This note provides a workflow for taking a less than optimized PDF and optimizing it for viewing and printing. It isn’t a cure-all for sick PDF’s, but it does work for a lot of them. I’ve struggled with badly scanned PDF’s for a long time and this workflow represents my current best approach.

The note also provides a cookbook of solutions to problems I have run up against and the solutions that I currently use to address those problems.

Caveats

Not many, but they’re important to note

  • Every PDF is unique and no one solution fits them all
  • The workflow is a MacOS workflow. It should translate to the BSD’s and Linuxes without much difficulty. If you’re on Windows, YMMV.

Packages

A variety of tools are useful if you are going to work with scanned images and pdfs. This note uses PhotoScape X to deal with Color adjustments. Feel free to use your tool of choice. If you can achieve good results with one of the other packages, drop me a line, I’ll happily change my workflow.
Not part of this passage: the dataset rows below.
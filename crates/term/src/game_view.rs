//! GameView: maps a `GameSnapshot` into a terminal framebuffer.
//!
//! Pure (no I/O), so it can be unit-tested. Playfield units are scaled to
//! fit the viewport; one row covers twice the units of one column to offset
//! the usual terminal glyph aspect ratio.

use crate::core::{GameSnapshot, Tuning};
use crate::fb::{CellStyle, FrameBuffer, Rgb};
use crate::theme::{Character, ThemeDescriptor};

/// Terminal viewport dimensions.
#[derive(Debug, Clone, Copy, PartialEq, Eq)]
pub struct Viewport {
    pub width: u16,
    pub height: u16,
}

impl Viewport {
    pub fn new(width: u16, height: u16) -> Self {
        Self { width, height }
    }
}

/// Smallest playfield (in cells) worth drawing.
const MIN_COLS: u16 = 12;
const MIN_ROWS: u16 = 8;

/// Ground texture period in playfield units.
const GROUND_STRIPE: f32 = 20.0;

/// Colours derived from a theme.
#[derive(Debug, Clone, Copy, PartialEq, Eq)]
pub struct Palette {
    pub sky: Rgb,
    pub cloud: Rgb,
    pub pipe: Rgb,
    pub pipe_edge: Rgb,
    pub ground: Rgb,
    pub ground_alt: Rgb,
    pub bird: Rgb,
    pub text: Rgb,
    pub panel: Rgb,
}

impl Palette {
    pub fn from_theme(theme: &ThemeDescriptor) -> Self {
        let sky = theme
            .background_rgb()
            .map(Rgb::from_tuple)
            .unwrap_or(Rgb::new(0x87, 0xCE, 0xEB));
        Self {
            sky,
            cloud: Rgb::new(245, 245, 250),
            pipe: Rgb::new(60, 170, 60),
            pipe_edge: Rgb::new(20, 90, 20),
            ground: Rgb::new(222, 200, 130),
            ground_alt: Rgb::new(196, 170, 100),
            bird: Rgb::new(255, 220, 40),
            text: Rgb::new(255, 255, 255),
            panel: sky.shade(80),
        }
    }
}

impl Default for Palette {
    fn default() -> Self {
        Self::from_theme(crate::theme::ThemeCatalog::builtin().default_theme())
    }
}

/// Where the playfield lands on screen.
#[derive(Debug, Clone, Copy, PartialEq)]
struct Layout {
    x0: u16,
    y0: u16,
    cols: u16,
    rows: u16,
    units_per_col: f32,
    units_per_row: f32,
}

impl Layout {
    fn fit(tuning: &Tuning, viewport: Viewport) -> Option<Self> {
        let avail_w = viewport.width.saturating_sub(2);
        let avail_h = viewport.height.saturating_sub(2);
        if avail_w < MIN_COLS || avail_h < MIN_ROWS {
            return None;
        }
        let by_width = tuning.playfield_width / f32::from(avail_w);
        let by_height = tuning.playfield_height / (2.0 * f32::from(avail_h));
        let units_per_col = by_width.max(by_height);
        let units_per_row = 2.0 * units_per_col;
        let cols = ((tuning.playfield_width / units_per_col) as u16).clamp(1, avail_w);
        let rows = ((tuning.playfield_height / units_per_row) as u16).clamp(1, avail_h);
        Some(Self {
            x0: (viewport.width - cols) / 2,
            y0: (viewport.height - rows) / 2,
            cols,
            rows,
            units_per_col,
            units_per_row,
        })
    }

    fn col(&self, x: f32) -> i32 {
        (x / self.units_per_col).floor() as i32
    }

    fn row(&self, y: f32) -> i32 {
        (y / self.units_per_row).floor() as i32
    }

    /// Screen columns covered by `[x, x + w)`, clipped, at least one wide.
    fn col_span(&self, x: f32, w: f32) -> (u16, u16) {
        let a = self.col(x);
        let b = self.col(x + w).max(a + 1);
        (clip(a, self.cols), clip(b, self.cols))
    }

    fn row_span(&self, y: f32, h: f32) -> (u16, u16) {
        let a = self.row(y);
        let b = self.row(y + h).max(a + 1);
        (clip(a, self.rows), clip(b, self.rows))
    }
}

fn clip(v: i32, max: u16) -> u16 {
    v.clamp(0, i32::from(max)) as u16
}

/// Terminal renderer for one theme and character.
pub struct GameView {
    tuning: Tuning,
    palette: Palette,
    glyph: char,
    theme_name: String,
}

impl Default for GameView {
    fn default() -> Self {
        let catalog = crate::theme::ThemeCatalog::builtin();
        Self::new(
            Tuning::default(),
            catalog.default_theme(),
            Character::default_character(),
        )
    }
}

impl GameView {
    pub fn new(tuning: Tuning, theme: &ThemeDescriptor, character: &Character) -> Self {
        Self {
            tuning,
            palette: Palette::from_theme(theme),
            glyph: character.glyph,
            theme_name: theme.name.clone(),
        }
    }

    pub fn palette(&self) -> &Palette {
        &self.palette
    }

    /// Render into an existing framebuffer.
    ///
    /// Allocation-free once `fb` has the viewport's size.
    pub fn render_into(&self, snap: &GameSnapshot, viewport: Viewport, fb: &mut FrameBuffer) {
        fb.resize(viewport.width, viewport.height);
        let outside = CellStyle::new(Rgb::new(120, 120, 120), Rgb::new(0, 0, 0));
        fb.clear(outside.into_cell(' '));

        let Some(layout) = Layout::fit(&self.tuning, viewport) else {
            fb.put_str(0, 0, "Terminal too small", outside);
            return;
        };

        let sky = CellStyle::new(self.palette.text, self.palette.sky);
        fb.fill_rect(layout.x0, layout.y0, layout.cols, layout.rows, ' ', sky);

        self.draw_decorations(snap, &layout, fb);
        self.draw_obstacles(snap, &layout, fb);
        self.draw_ground(snap, &layout, fb);
        self.draw_bird(snap, &layout, fb);
        self.draw_score(snap, &layout, fb);

        if !snap.started {
            self.draw_start_overlay(&layout, fb);
        } else if snap.over {
            self.draw_game_over(snap, &layout, fb);
        }
    }

    pub fn render(&self, snap: &GameSnapshot, viewport: Viewport) -> FrameBuffer {
        let mut fb = FrameBuffer::new(viewport.width, viewport.height);
        self.render_into(snap, viewport, &mut fb);
        fb
    }

    fn draw_decorations(&self, snap: &GameSnapshot, layout: &Layout, fb: &mut FrameBuffer) {
        for d in snap.decorations.iter() {
            let (c0, c1) = layout.col_span(d.x, self.tuning.decoration_width);
            let row = layout.row(d.y);
            if row < 0 || row >= i32::from(layout.rows) {
                continue;
            }
            for c in c0..c1 {
                fb.put_glyph(
                    layout.x0 + c,
                    layout.y0 + row as u16,
                    '░',
                    self.palette.cloud,
                    false,
                );
            }
        }
    }

    fn draw_obstacles(&self, snap: &GameSnapshot, layout: &Layout, fb: &mut FrameBuffer) {
        let t = &self.tuning;
        let body = CellStyle::new(self.palette.pipe_edge, self.palette.pipe);
        let ground_top = t.playfield_height - t.ground_height;
        for o in snap.obstacles.iter() {
            let (c0, c1) = layout.col_span(o.x, t.obstacle_width);
            if c0 == c1 {
                continue;
            }
            let (top0, top1) = layout.row_span(0.0, o.gap_top);
            let bottom_y = t.playfield_height - o.gap_bottom;
            let (bot0, bot1) = layout.row_span(bottom_y, (ground_top - bottom_y).max(0.0));
            for (r0, r1) in [(top0, top1), (bot0, bot1)] {
                for r in r0..r1 {
                    for c in c0..c1 {
                        let edge = c == c0 || c + 1 == c1;
                        let ch = if edge { '▐' } else { '█' };
                        fb.put_char(layout.x0 + c, layout.y0 + r, ch, body);
                    }
                }
            }
        }
    }

    fn draw_ground(&self, snap: &GameSnapshot, layout: &Layout, fb: &mut FrameBuffer) {
        let t = &self.tuning;
        let (r0, _) = layout.row_span(t.playfield_height - t.ground_height, t.ground_height);
        let light = CellStyle::new(self.palette.ground_alt, self.palette.ground);
        let dark = CellStyle::new(self.palette.ground, self.palette.ground_alt);
        for r in r0..layout.rows {
            for c in 0..layout.cols {
                let world = f32::from(c) * layout.units_per_col - snap.ground_offset;
                let stripe = (world / GROUND_STRIPE).floor() as i64;
                let (ch, style) = if (stripe + i64::from(r)).rem_euclid(2) == 0 {
                    ('▓', light)
                } else {
                    ('▒', dark)
                };
                fb.put_char(layout.x0 + c, layout.y0 + r, ch, style);
            }
        }
    }

    fn draw_bird(&self, snap: &GameSnapshot, layout: &Layout, fb: &mut FrameBuffer) {
        let t = &self.tuning;
        let (c0, c1) = layout.col_span(t.bird_x, t.bird_size);
        let (r0, r1) = layout.row_span(snap.bird_y, t.bird_size);
        for r in r0..r1 {
            for c in c0..c1 {
                fb.put_glyph(layout.x0 + c, layout.y0 + r, self.glyph, self.palette.bird, true);
            }
        }
    }

    fn draw_score(&self, snap: &GameSnapshot, layout: &Layout, fb: &mut FrameBuffer) {
        if !snap.started {
            return;
        }
        let style = CellStyle::new(self.palette.text, self.palette.panel).bold();
        let digits = digit_count(snap.score);
        let x = layout.x0 + layout.cols.saturating_sub(digits) / 2;
        fb.put_u32(x, layout.y0, snap.score, style);
    }

    fn draw_start_overlay(&self, layout: &Layout, fb: &mut FrameBuffer) {
        let style = CellStyle::new(self.palette.text, self.palette.panel).bold();
        let mid = layout.y0 + layout.rows / 3;
        self.centered(fb, layout, mid, &self.theme_name, style);
        self.centered(fb, layout, mid + 2, "Press Space to Start", style);
    }

    fn draw_game_over(&self, snap: &GameSnapshot, layout: &Layout, fb: &mut FrameBuffer) {
        let style = CellStyle::new(self.palette.text, self.palette.panel).bold();
        let plain = CellStyle::new(self.palette.text, self.palette.panel);
        let mid = layout.y0 + layout.rows / 3;
        self.centered(fb, layout, mid, "GAME OVER", style);

        let label = "Score: ";
        let width = label.len() as u16 + digit_count(snap.score);
        let x = layout.x0 + layout.cols.saturating_sub(width) / 2;
        fb.put_str(x, mid + 1, label, plain);
        fb.put_u32(x + label.len() as u16, mid + 1, snap.score, style);

        self.centered(fb, layout, mid + 3, "r: play again  q: quit", plain);
    }

    fn centered(&self, fb: &mut FrameBuffer, layout: &Layout, y: u16, text: &str, style: CellStyle) {
        let len = text.chars().count() as u16;
        let x = layout.x0 + layout.cols.saturating_sub(len) / 2;
        fb.put_str(x, y, text, style);
    }
}

fn digit_count(mut n: u32) -> u16 {
    let mut d = 1;
    while n >= 10 {
        n /= 10;
        d += 1;
    }
    d
}
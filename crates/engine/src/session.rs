//! GameSession: owns the game state between frames and drives it.
//!
//! The host feeds input actions with [`GameSession::handle`] and calls
//! [`GameSession::frame`] every time its loop comes around. The session keeps
//! the scheduler armed only while the game is running, so nothing ticks
//! before the first jump or after game over.

use log::{debug, info};

use crate::core::{GameSnapshot, GameState, TickEvent};
use crate::scheduler::{Clock, Scheduler};
use crate::types::{GameAction, TICK_MS};

/// What one call to [`GameSession::frame`] did.
#[derive(Debug, Clone, Copy, PartialEq, Eq, Default)]
pub struct FrameOutcome {
    pub ticked: bool,
    pub event: Option<TickEvent>,
}

pub struct GameSession<C: Clock> {
    state: GameState,
    scheduler: Scheduler<C>,
    best_score: u32,
    shut_down: bool,
}

impl<C: Clock> GameSession<C> {
    /// Session ticking at the default `TICK_MS` rate.
    pub fn new(state: GameState, clock: C) -> Self {
        Self::with_interval(state, clock, TICK_MS as u64)
    }

    pub fn with_interval(state: GameState, clock: C, interval_ms: u64) -> Self {
        let mut session = Self {
            state,
            scheduler: Scheduler::new(clock, interval_ms),
            best_score: 0,
            shut_down: false,
        };
        session.sync_scheduler();
        info!(
            "session ready (round {}, {}ms ticks)",
            session.state.episode(),
            session.scheduler.interval_ms()
        );
        session
    }

    pub fn state(&self) -> &GameState {
        &self.state
    }

    pub fn scheduler(&self) -> &Scheduler<C> {
        &self.scheduler
    }

    /// Highest score seen across rounds in this session.
    pub fn best_score(&self) -> u32 {
        self.best_score
    }

    pub fn snapshot_into(&self, out: &mut GameSnapshot) {
        self.state.snapshot_into(out);
    }

    pub fn snapshot(&self) -> GameSnapshot {
        self.state.snapshot()
    }

    /// Apply one action immediately (between ticks).
    pub fn handle(&mut self, action: GameAction) {
        self.transition(action);
    }

    /// Apply an action coming from the player.
    ///
    /// Unlike [`GameSession::handle`], `Reset` is only honoured once the
    /// round is over ("play again"); mid-round it is ignored.
    pub fn handle_input(&mut self, action: GameAction) -> bool {
        if action == GameAction::Reset && !self.state.over() {
            debug!("ignoring reset while round {} is live", self.state.episode());
            return false;
        }
        self.transition(action);
        true
    }

    /// Advance if a tick is due.
    pub fn frame(&mut self) -> FrameOutcome {
        if !self.scheduler.poll() {
            return FrameOutcome::default();
        }
        self.transition(GameAction::Advance);
        FrameOutcome {
            ticked: true,
            event: self.state.last_event(),
        }
    }

    /// Stop ticking for good (teardown). Input is still accepted but no tick
    /// fires until a new session is built.
    pub fn shutdown(&mut self) {
        self.shut_down = true;
        self.scheduler.cancel();
        info!(
            "session shut down after {} ticks (best score {})",
            self.scheduler.ticks(),
            self.best_score
        );
    }

    fn transition(&mut self, action: GameAction) {
        let was_over = self.state.over();
        let state = std::mem::take(&mut self.state);
        self.state = state.apply(action);

        if self.state.over() && !was_over {
            self.best_score = self.best_score.max(self.state.score());
            info!(
                "game over: score {} (best {})",
                self.state.score(),
                self.best_score
            );
        }
        self.sync_scheduler();
    }

    fn sync_scheduler(&mut self) {
        if self.state.running() && !self.shut_down {
            self.scheduler.resume();
        } else {
            self.scheduler.cancel();
        }
    }
}
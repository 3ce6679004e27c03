//! Directory listing as an injected collaborator.

use std::fs;
use std::io;
use std::path::Path;
use thiserror::Error;
use tracing::debug;

/// Failure to list a directory's immediate entries.
#[derive(Debug, Error)]
pub enum ListError {
    #[error("not a directory")]
    NotADirectory,
    #[error("{0}")]
    Io(#[from] io::Error),
}

/// One immediate entry of a directory, name only.
#[derive(Clone, Debug, PartialEq, Eq)]
pub enum DirEntry {
    Subdir(String),
    File(String),
}

/// Lists the immediate entries of a physical directory.
///
/// The traversal engine takes this as a collaborator so tests can drive it
/// with synthetic trees and a fixed listing order.
pub trait DirectoryLister {
    fn entries(&self, dir: &Path) -> Result<Vec<DirEntry>, ListError>;
}

/// The real filesystem, in the order the OS returns entries.
#[derive(Clone, Copy, Debug, Default)]
pub struct OsLister;

impl DirectoryLister for OsLister {
    fn entries(&self, dir: &Path) -> Result<Vec<DirEntry>, ListError> {
        if !dir.is_dir() {
            return Err(ListError::NotADirectory);
        }
        let mut entries = Vec::new();
        for entry in fs::read_dir(dir)? {
            let entry = entry?;
            let Some(name) = entry.file_name().to_str().map(str::to_owned) else {
                debug!("skipping non-unicode entry in {}", dir.display());
                continue;
            };
            // Through-the-link metadata: a symlinked directory is still a
            // member of the search root.
            match fs::metadata(entry.path()) {
                Ok(meta) if meta.is_dir() => entries.push(DirEntry::Subdir(name)),
                Ok(meta) if meta.is_file() => entries.push(DirEntry::File(name)),
                Ok(_) => {}
                Err(err) => debug!("skipping {}: {err}", entry.path().display()),
            }
        }
        Ok(entries)
    }
}

/// In-memory lister with a caller-chosen listing order per directory.
#[cfg(test)]
#[derive(Debug, Default)]
pub(crate) struct MapLister {
    dirs: rustc_hash::FxHashMap<std::path::PathBuf, Vec<DirEntry>>,
}

#[cfg(test)]
impl MapLister {
    pub(crate) fn new() -> Self {
        Self::default()
    }

    pub(crate) fn insert(&mut self, dir: impl Into<std::path::PathBuf>, entries: Vec<DirEntry>) {
        self.dirs.insert(dir.into(), entries);
    }
}

#[cfg(test)]
impl DirectoryLister for MapLister {
    fn entries(&self, dir: &Path) -> Result<Vec<DirEntry>, ListError> {
        self.dirs.get(dir).cloned().ok_or(ListError::NotADirectory)
    }
}

#[cfg(test)]
mod tests {
    use super::*;

    #[test]
    fn test_os_lister_classifies_entries() {
        let tmp = tempfile::tempdir().unwrap();
        fs::create_dir(tmp.path().join("sub")).unwrap();
        fs::write(tmp.path().join("a.v"), b"").unwrap();

        let entries = OsLister.entries(tmp.path()).unwrap();
        assert_eq!(entries.len(), 2);
        assert!(entries.contains(&DirEntry::Subdir("sub".to_owned())));
        assert!(entries.contains(&DirEntry::File("a.v".to_owned())));
    }

    #[test]
    fn test_os_lister_missing_dir() {
        let err = OsLister.entries(Path::new("/definitely/not/a/dir"));
        assert!(matches!(err, Err(ListError::NotADirectory)));
    }
}
//! End-to-end root ingestion over real directory trees.
//!
//! These tests drive the public drivers with the OS-backed lister against
//! tempdir fixtures. Fixtures are shaped so every assertion is independent
//! of the order the OS happens to list entries in.

use std::fs;
use std::path::Path;

use tempfile::TempDir;
use vdep::base::LogicalPath;
use vdep::diagnostics::CollectedWarnings;
use vdep::fs::{OsLister, walk};
use vdep::index::{MatchResult, PathIndex};

fn lp(s: &str) -> LogicalPath {
    LogicalPath::from_dotted(s)
}

fn touch(path: &Path) {
    fs::write(path, b"").unwrap();
}

/// `root/A.v` and `root/Sub/B.v`.
fn source_tree() -> TempDir {
    let tmp = TempDir::new().unwrap();
    touch(&tmp.path().join("A.v"));
    fs::create_dir(tmp.path().join("Sub")).unwrap();
    touch(&tmp.path().join("Sub").join("B.v"));
    tmp
}

#[test]
fn test_disk_walk_emits_deepest_first() {
    // A single-child chain has exactly one valid delivery order, whatever
    // the listing order: the deepest directory's files come first and the
    // root's own files come last.
    let tmp = TempDir::new().unwrap();
    touch(&tmp.path().join("c0.v"));
    fs::create_dir(tmp.path().join("d1")).unwrap();
    touch(&tmp.path().join("d1").join("c1.v"));
    fs::create_dir(tmp.path().join("d1").join("d2")).unwrap();
    touch(&tmp.path().join("d1").join("d2").join("c2.v"));

    let mut sink = CollectedWarnings::new();
    let walked = walk(&OsLister, &mut sink, true, tmp.path(), &lp("Lib"));

    let names: Vec<_> = walked.files.iter().map(|f| f.name.as_str()).collect();
    assert_eq!(names, vec!["c2.v", "c1.v", "c0.v"]);
    assert_eq!(walked.dirs.len(), 3);
    assert!(sink.is_empty());
}

#[test]
fn test_import_tree_queries() {
    let tmp = source_tree();
    let mut index = PathIndex::new(false);
    index.add_import_tree(tmp.path(), &lp("Lib"));

    // Full names are exact from the root namespace.
    let a = index.find_source(None, &lp("Lib.A")).unwrap();
    assert_eq!(a, &MatchResult::Exact(vec![tmp.path().join("A")]));
    assert!(index.find_source(None, &lp("Lib.Sub.B")).unwrap().is_exact());

    // Shortened suffixes reach the same files as partial matches.
    let short = index.find_source(None, &lp("Sub.B")).unwrap();
    assert!(!short.is_exact());
    assert_eq!(short.single(), Some(tmp.path().join("Sub").join("B").as_path()));

    // And an explicit prefix makes the tail exact again.
    assert!(index.find_source(Some(&lp("Lib")), &lp("A")).unwrap().is_exact());
    assert!(
        index
            .find_source(Some(&lp("Lib.Sub")), &lp("B"))
            .unwrap()
            .is_exact()
    );

    assert!(index.find_source(None, &lp("Nope")).is_none());
}

#[test]
fn test_qualified_tree_queries() {
    let tmp = source_tree();
    let mut index = PathIndex::new(false);
    index.add_qualified_tree(tmp.path(), &lp("Lib"));

    assert!(index.find_source(None, &lp("Lib.A")).unwrap().is_exact());
    assert!(index.find_source(None, &lp("Lib.Sub.B")).unwrap().is_exact());

    // No shortcuts from the root namespace.
    assert!(index.find_source(None, &lp("A")).is_none());
    assert!(index.find_source(None, &lp("Sub.B")).is_none());

    // Deeper prefixes still accept their tails.
    assert!(index.find_source(Some(&lp("Lib")), &lp("Sub.B")).unwrap().is_exact());
}

#[test]
fn test_import_dir_is_shallow() {
    let tmp = source_tree();
    let mut index = PathIndex::new(false);
    index.add_import_dir(tmp.path(), &lp("Lib"));

    assert!(index.find_source(None, &lp("Lib.A")).unwrap().is_exact());
    assert!(index.find_source(None, &lp("A")).is_some());
    assert!(index.find_source(None, &lp("Lib.Sub.B")).is_none());
}

#[test]
fn test_partial_arbitration_across_roots() {
    let first = TempDir::new().unwrap();
    touch(&first.path().join("X.v"));
    let second = TempDir::new().unwrap();
    touch(&second.path().join("X.v"));

    let mut index = PathIndex::new(false);
    index.add_import_tree(first.path(), &lp("P1"));
    index.add_import_tree(second.path(), &lp("P2"));

    // Both roots only reach `X` through a truncated suffix; the root seen
    // last wins outright, it does not merge.
    let result = index.find_source(None, &lp("X")).unwrap();
    assert!(!result.is_exact());
    assert_eq!(result.files(), &[second.path().join("X")]);

    // An exact hit for the same key then discards the partial state...
    let third = TempDir::new().unwrap();
    touch(&third.path().join("X.v"));
    index.add_import_tree(third.path(), &lp(""));

    let result = index.find_source(None, &lp("X")).unwrap();
    assert_eq!(result, &MatchResult::Exact(vec![third.path().join("X")]));

    // ...and later partials cannot displace it.
    let fourth = TempDir::new().unwrap();
    touch(&fourth.path().join("X.v"));
    index.add_import_tree(fourth.path(), &lp("P4"));

    let result = index.find_source(None, &lp("X")).unwrap();
    assert_eq!(result, &MatchResult::Exact(vec![third.path().join("X")]));
}

#[test]
fn test_partials_within_one_root_accumulate() {
    let tmp = TempDir::new().unwrap();
    for sub in ["Sub1", "Sub2"] {
        fs::create_dir(tmp.path().join(sub)).unwrap();
        touch(&tmp.path().join(sub).join("X.v"));
    }

    let mut index = PathIndex::new(false);
    index.add_import_tree(tmp.path(), &lp("Lib"));

    let result = index.find_source(None, &lp("X")).unwrap();
    assert!(!result.is_exact());
    assert!(result.is_ambiguous());
    assert_eq!(result.files().len(), 2);
}

#[test]
fn test_exact_conflict_across_roots() {
    let first = TempDir::new().unwrap();
    touch(&first.path().join("A.v"));
    let second = TempDir::new().unwrap();
    touch(&second.path().join("A.v"));

    let mut index = PathIndex::new(false);
    index.add_import_tree(first.path(), &lp("Lib"));
    index.add_import_tree(second.path(), &lp("Lib"));

    let result = index.find_source(None, &lp("Lib.A")).unwrap();
    assert!(result.is_exact());
    assert!(result.is_ambiguous());
    // Newest first.
    assert_eq!(
        result.files(),
        &[second.path().join("A"), first.path().join("A")]
    );
}

#[test]
fn test_bootstrap_object_routing() {
    let tmp = TempDir::new().unwrap();
    touch(&tmp.path().join("M.vo"));

    let mut booted = PathIndex::new(true);
    booted.add_import_tree(tmp.path(), &lp("Lib"));
    assert!(booted.find_source(None, &lp("Lib.M")).is_none());
    assert!(booted.is_known_library(None, &lp("Lib.M")));

    let mut plain = PathIndex::new(false);
    plain.add_import_tree(tmp.path(), &lp("Lib"));
    assert!(plain.find_source(None, &lp("Lib.M")).is_some());
    assert!(!plain.is_known_library(None, &lp("Lib.M")));
}

#[test]
fn test_other_files_resolve_by_full_filename() {
    let tmp = TempDir::new().unwrap();
    touch(&tmp.path().join("notes.txt"));

    let mut index = PathIndex::new(false);
    index.add_import_tree(tmp.path(), &lp("Lib"));

    let name = LogicalPath::from_segments(["Lib", "notes.txt"]);
    let result = index.find_other(None, &name).unwrap();
    assert_eq!(
        result,
        &MatchResult::Exact(vec![tmp.path().join("notes.txt")])
    );
    assert!(index.find_source(None, &name).is_none());
}

#[test]
fn test_bundle_clash_resolves_to_first_location() {
    let first = TempDir::new().unwrap();
    touch(&first.path().join("util.mllib"));
    let second = TempDir::new().unwrap();
    touch(&second.path().join("util.mllib"));

    let mut sink = CollectedWarnings::new();
    let mut index = PathIndex::new(false);
    index.add_bundle_dir_with(&OsLister, &mut sink, first.path());
    index.add_bundle_dir_with(&OsLister, &mut sink, second.path());

    assert_eq!(sink.len(), 1);
    assert_eq!(index.find_mllib("util"), Some(first.path()));
    assert!(index.find_mlpack("util").is_none());
}

#[test]
fn test_logical_dir_is_canonical() {
    let tmp = source_tree();
    let mut index = PathIndex::new(false);
    index.add_import_tree(tmp.path(), &lp("Lib"));

    let sub = tmp.path().join("Sub");
    assert_eq!(index.logical_dir(&sub).unwrap().to_string(), "Lib.Sub");

    // Any spelling of the same directory finds the assignment.
    let detour = tmp.path().join("Sub").join("..").join("Sub");
    assert_eq!(index.logical_dir(&detour).unwrap().to_string(), "Lib.Sub");

    let other = TempDir::new().unwrap();
    assert!(index.logical_dir(other.path()).is_none());
}

#[test]
fn test_missing_root_is_a_warning_not_an_error() {
    let mut sink = CollectedWarnings::new();
    let mut index = PathIndex::new(false);
    index.add_import_tree_with(
        &OsLister,
        &mut sink,
        Path::new("/definitely/not/a/dir"),
        &lp("Lib"),
    );

    assert_eq!(sink.len(), 1);
    assert!(index.sources().is_empty());
    assert!(index.find_source(None, &lp("Lib.A")).is_none());
}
  • ghostscript - pdf tools
  • ImageMagick - conversion tools for images
  • libtiff - tiff tools
  • mupdf - more pdf tools
  • poppler - more pdf tools
  • pandoc - coversion tools for documents
  • PhotoScape X - app that does nice batch operations on images
  • tesseract and tesseract-eng - OCR tools

Install Packages

Get PhotoScape X. It’s available in the Apple App Store and the free version works great. I just downloaded it and archived off a copy of the app for later use as neeed. I am not a fan of apps, but this one is too good to ignore.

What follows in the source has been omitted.